#### WORK TASK:
Give the records again in full, exactly as written.

((

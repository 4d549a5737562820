//! # Rally Insights
//!
//! Turns the statistical results and their dollar value into a report a product
//! owner can act on: an executive summary, key findings, recommendations, risks,
//! implementation guidance and a confidence rating.
//!
//! ## Architectural Principles
//!
//! - **Layer 3 Logic:** Depends on `analyzer` and `economics` for their narratives
//!   and on nothing that performs I/O.
//! - **Built once:** An `InsightAnalysis` is assembled in a single pass and never
//!   mutated afterwards.
//!
//! ## Public API
//!
//! - `InsightSynthesizer`: produces an `InsightAnalysis`.
//! - `confidence`: the additive confidence score and its breakdown.
//! - `InsightError`: the specific error types that can be returned from this crate.

pub mod confidence;
pub mod error;
pub mod guidance;
pub mod report;
pub mod summary;
pub mod synthesizer;

pub use confidence::{ConfidenceScore, score_confidence};
pub use error::InsightError;
pub use guidance::estimate_effort;
pub use report::{ConfidenceAssessment, ImplementationGuidance, InsightAnalysis};
pub use synthesizer::InsightSynthesizer;

#[cfg(test)]
pub(crate) mod test_support {
    use analytics::{ConfidenceInterval, DidResult};
    use core_types::AnalysisPeriod;
    use economics::{DollarInterval, EconomicImpact, roi_percentage};
    use indexmap::IndexMap;
    use rust_decimal::Decimal;

    pub fn result(absolute_difference: f64, p_value: f64, samples: i64, effect_size: f64) -> DidResult {
        DidResult {
            treatment_mean: 1.0 + absolute_difference,
            control_mean: 1.0,
            absolute_difference,
            relative_difference: absolute_difference,
            p_value,
            confidence_level: 95,
            confidence_interval: ConfidenceInterval {
                lower: absolute_difference - 0.05,
                upper: absolute_difference + 0.05,
            },
            sample_size_control: samples,
            sample_size_treatment: samples,
            effect_size,
        }
    }

    pub fn impact(total: Decimal, annualized: Decimal) -> EconomicImpact {
        EconomicImpact {
            total_impact: total,
            annualized_impact: annualized,
            roi_percentage: roi_percentage(total),
            metric_breakdown: IndexMap::new(),
            confidence_interval: DollarInterval {
                lower: Decimal::ZERO,
                upper: Decimal::ZERO,
            },
        }
    }

    pub fn period(duration_days: u32) -> AnalysisPeriod {
        AnalysisPeriod {
            start_date: "2025-03-01".to_string(),
            end_date: "2025-03-31".to_string(),
            duration_days,
        }
    }
}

))

#### TASK ANSWER:
repository 4d549a5737562820
//! # Rally Insights
//!
//! Turns the statistical results and their dollar value into a report a product
//! owner can act on: an executive summary, key findings, recommendations, risks,
//! implementation guidance and a confidence rating.
//!
//! ## Architectural Principles
//!
//! - **Layer 3 Logic:** Depends on `analyzer` and `economics` for their narratives
//!   and on nothing that performs I/O.
//! - **Built once:** An `InsightAnalysis` is assembled in a single pass and never
//!   mutated afterwards.
//!
//! ## Public API
//!
//! - `InsightSynthesizer`: produces an `InsightAnalysis`.
//! - `confidence`: the additive confidence score and its breakdown.
//! - `InsightError`: the specific error types that can be returned from this crate.

pub mod confidence;
pub mod error;
pub mod guidance;
pub mod report;
pub mod summary;
pub mod synthesizer;

pub use confidence::{ConfidenceScore, score_confidence};
pub use error::InsightError;
pub use guidance::estimate_effort;
pub use report::{ConfidenceAssessment, ImplementationGuidance, InsightAnalysis};
pub use synthesizer::InsightSynthesizer;

#[cfg(test)]
pub(crate) mod test_support {
    use analytics::{ConfidenceInterval, DidResult};
    use core_types::AnalysisPeriod;
    use economics::{DollarInterval, EconomicImpact, roi_percentage};
    use indexmap::IndexMap;
    use rust_decimal::Decimal;

    pub fn result(absolute_difference: f64, p_value: f64, samples: i64, effect_size: f64) -> DidResult {
        DidResult {
            treatment_mean: 1.0 + absolute_difference,
            control_mean: 1.0,
            absolute_difference,
            relative_difference: absolute_difference,
            p_value,
            confidence_level: 95,
            confidence_interval: ConfidenceInterval {
                lower: absolute_difference - 0.05,
                upper: absolute_difference + 0.05,
            },
            sample_size_control: samples,
            sample_size_treatment: samples,
            effect_size,
        }
    }

    pub fn impact(total: Decimal, annualized: Decimal) -> EconomicImpact {
        EconomicImpact {
            total_impact: total,
            annualized_impact: annualized,
            roi_percentage: roi_percentage(total),
            metric_breakdown: IndexMap::new(),
            confidence_interval: DollarInterval {
                lower: Decimal::ZERO,
                upper: Decimal::ZERO,
            },
        }
    }

    pub fn period(duration_days: u32) -> AnalysisPeriod {
        AnalysisPeriod {
            start_date: "2025-03-01".to_string(),
            end_date: "2025-03-31".to_string(),
            duration_days,
        }
    }
}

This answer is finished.